What you should do: Go through the listing and transcribe each line exactly.
═══
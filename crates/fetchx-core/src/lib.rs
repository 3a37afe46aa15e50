pub mod config;
pub mod logging;

pub mod control;
pub mod controller;
pub mod events;
pub mod job;
pub mod metadata;
pub mod orchestrator;
pub mod paths;
pub mod provider;
pub mod retry;
pub mod rotation;
pub mod store;
pub mod transfer;
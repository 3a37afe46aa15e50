//! libcurl-backed metadata source: `GET {backend}/metadata/{provider}/{route}`.

use std::time::Duration;
use url::Url;

use super::{parse_page, FetchError, MetadataSource, Page, PageRequest};

/// Talks to the metadata backend over HTTP.
#[derive(Debug, Clone)]
pub struct HttpMetadataSource {
    backend: Url,
    timeout: Duration,
}

impl HttpMetadataSource {
    pub fn new(backend_url: &str, timeout: Duration) -> Result<Self, FetchError> {
        let backend = Url::parse(backend_url)?;
        if backend.cannot_be_a_base() {
            return Err(FetchError::Url(url::ParseError::RelativeUrlWithCannotBeABaseBase));
        }
        Ok(Self { backend, timeout })
    }

    /// Full request URL for one page.
    pub fn page_url(&self, req: &PageRequest) -> Result<Url, FetchError> {
        let mut url = self.backend.clone();
        url.path_segments_mut()
            .map_err(|_| FetchError::Url(url::ParseError::RelativeUrlWithCannotBeABaseBase))?
            .pop_if_empty()
            .extend([
                "metadata",
                req.provider.as_str(),
                req.provider.route(req.media_type),
            ]);
        url.query_pairs_mut()
            .clear()
            .append_pair("query", &req.query)
            .append_pair("page", &req.page.to_string())
            .append_pair("perPage", &req.per_page.to_string());
        Ok(url)
    }
}

impl MetadataSource for HttpMetadataSource {
    /// Runs in the current thread; call from `spawn_blocking` if used from async code.
    fn fetch_page(&self, req: &PageRequest) -> Result<Page, FetchError> {
        let url = self.page_url(req)?;
        let mut body: Vec<u8> = Vec::new();

        let mut easy = curl::easy::Easy::new();
        easy.url(url.as_str())?;
        easy.get(true)?;
        easy.follow_location(true)?;
        easy.max_redirections(5)?;
        easy.connect_timeout(Duration::from_secs(15).min(self.timeout))?;
        easy.timeout(self.timeout)?;

        let mut list = curl::easy::List::new();
        list.append("Accept: application/json")?;
        easy.http_headers(list)?;

        {
            let mut transfer = easy.transfer();
            transfer.write_function(|data| {
                body.extend_from_slice(data);
                Ok(data.len())
            })?;
            transfer.perform()?;
        }

        let code = easy.response_code()?;
        if !(200..300).contains(&code) {
            tracing::warn!(provider = %req.provider, page = req.page, "metadata backend returned HTTP {}", code);
            return Err(FetchError::Http(code));
        }

        let page = parse_page(&body, req.provider, req.media_type)?;
        tracing::debug!(
            provider = %req.provider,
            page = req.page,
            items = page.items.len(),
            total = ?page.total,
            "metadata page received"
        );
        Ok(page)
    }
}

#[cfg(test)]
mod tests {
    use super::*;
    use crate::provider::{MediaType, Provider};

    fn req(provider: Provider, media_type: MediaType) -> PageRequest {
        PageRequest {
            provider,
            media_type,
            query: "red cars & bikes".into(),
            page: 3,
            per_page: 80,
        }
    }

    #[test]
    fn builds_route_and_query() {
        let src = HttpMetadataSource::new("https://backend.example.com", Duration::from_secs(5)).unwrap();
        let url = src.page_url(&req(Provider::Pixabay, MediaType::Images)).unwrap();
        assert_eq!(url.path(), "/metadata/pixabay/photos");
        let pairs: Vec<(String, String)> = url.query_pairs().into_owned().collect();
        assert_eq!(
            pairs,
            vec![
                ("query".to_string(), "red cars & bikes".to_string()),
                ("page".to_string(), "3".to_string()),
                ("perPage".to_string(), "80".to_string()),
            ]
        );
    }

    #[test]
    fn keeps_backend_path_prefix() {
        let src = HttpMetadataSource::new("http://127.0.0.1:3000/api/", Duration::from_secs(5)).unwrap();
        let url = src.page_url(&req(Provider::Pexels, MediaType::Videos)).unwrap();
        assert_eq!(url.path(), "/api/metadata/pexels/videos");
    }

    #[test]
    fn rejects_unusable_backend_urls() {
        assert!(HttpMetadataSource::new("not a url", Duration::from_secs(5)).is_err());
        assert!(HttpMetadataSource::new("mailto:someone@example.com", Duration::from_secs(5)).is_err());
    }
}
═══
Response to the exercise:
filename crates/fetchx-core/src/lib.rs
repository 3a37afe46aa15e50
pub mod config;
pub mod logging;

pub mod control;
pub mod controller;
pub mod events;
pub mod job;
pub mod metadata;
pub mod orchestrator;
pub mod paths;
pub mod provider;
pub mod retry;
pub mod rotation;
pub mod store;
pub mod transfer;
repository 3a37afe46aa15e50
//! libcurl-backed metadata source: `GET {backend}/metadata/{provider}/{route}`.

use std::time::Duration;
use url::Url;

use super::{parse_page, FetchError, MetadataSource, Page, PageRequest};

/// Talks to the metadata backend over HTTP.
#[derive(Debug, Clone)]
pub struct HttpMetadataSource {
    backend: Url,
    timeout: Duration,
}

impl HttpMetadataSource {
    pub fn new(backend_url: &str, timeout: Duration) -> Result<Self, FetchError> {
        let backend = Url::parse(backend_url)?;
        if backend.cannot_be_a_base() {
            return Err(FetchError::Url(url::ParseError::RelativeUrlWithCannotBeABaseBase));
        }
        Ok(Self { backend, timeout })
    }

    /// Full request URL for one page.
    pub fn page_url(&self, req: &PageRequest) -> Result<Url, FetchError> {
        let mut url = self.backend.clone();
        url.path_segments_mut()
            .map_err(|_| FetchError::Url(url::ParseError::RelativeUrlWithCannotBeABaseBase))?
            .pop_if_empty()
            .extend([
                "metadata",
                req.provider.as_str(),
                req.provider.route(req.media_type),
            ]);
        url.query_pairs_mut()
            .clear()
            .append_pair("query", &req.query)
            .append_pair("page", &req.page.to_string())
            .append_pair("perPage", &req.per_page.to_string());
        Ok(url)
    }
}

impl MetadataSource for HttpMetadataSource {
    /// Runs in the current thread; call from `spawn_blocking` if used from async code.
    fn fetch_page(&self, req: &PageRequest) -> Result<Page, FetchError> {
        let url = self.page_url(req)?;
        let mut body: Vec<u8> = Vec::new();

        let mut easy = curl::easy::Easy::new();
        easy.url(url.as_str())?;
        easy.get(true)?;
        easy.follow_location(true)?;
        easy.max_redirections(5)?;
        easy.connect_timeout(Duration::from_secs(15).min(self.timeout))?;
        easy.timeout(self.timeout)?;

        let mut list = curl::easy::List::new();
        list.append("Accept: application/json")?;
        easy.http_headers(list)?;

        {
            let mut transfer = easy.transfer();
            transfer.write_function(|data| {
                body.extend_from_slice(data);
                Ok(data.len())
            })?;
            transfer.perform()?;
        }

        let code = easy.response_code()?;
        if !(200..300).contains(&code) {
            tracing::warn!(provider = %req.provider, page = req.page, "metadata backend returned HTTP {}", code);
            return Err(FetchError::Http(code));
        }

        let page = parse_page(&body, req.provider, req.media_type)?;
        tracing::debug!(
            provider = %req.provider,
            page = req.page,
            items = page.items.len(),
            total = ?page.total,
            "metadata page received"
        );
        Ok(page)
    }
}

#[cfg(test)]
mod tests {
    use super::*;
    use crate::provider::{MediaType, Provider};

    fn req(provider: Provider, media_type: MediaType) -> PageRequest {
        PageRequest {
            provider,
            media_type,
            query: "red cars & bikes".into(),
            page: 3,
            per_page: 80,
        }
    }

    #[test]
    fn builds_route_and_query() {
        let src = HttpMetadataSource::new("https://backend.example.com", Duration::from_secs(5)).unwrap();
        let url = src.page_url(&req(Provider::Pixabay, MediaType::Images)).unwrap();
        assert_eq!(url.path(), "/metadata/pixabay/photos");
        let pairs: Vec<(String, String)> = url.query_pairs().into_owned().collect();
        assert_eq!(
            pairs,
            vec![
                ("query".to_string(), "red cars & bikes".to_string()),
                ("page".to_string(), "3".to_string()),
                ("perPage".to_string(), "80".to_string()),
            ]
        );
    }

    #[test]
    fn keeps_backend_path_prefix() {
        let src = HttpMetadataSource::new("http://127.0.0.1:3000/api/", Duration::from_secs(5)).unwrap();
        let url = src.page_url(&req(Provider::Pexels, MediaType::Videos)).unwrap();
        assert_eq!(url.path(), "/api/metadata/pexels/videos");
    }

    #[test]
    fn rejects_unusable_backend_urls() {
        assert!(HttpMetadataSource::new("not a url", Duration::from_secs(5)).is_err());
        assert!(HttpMetadataSource::new("mailto:someone@example.com", Duration::from_secs(5)).is_err());
    }
}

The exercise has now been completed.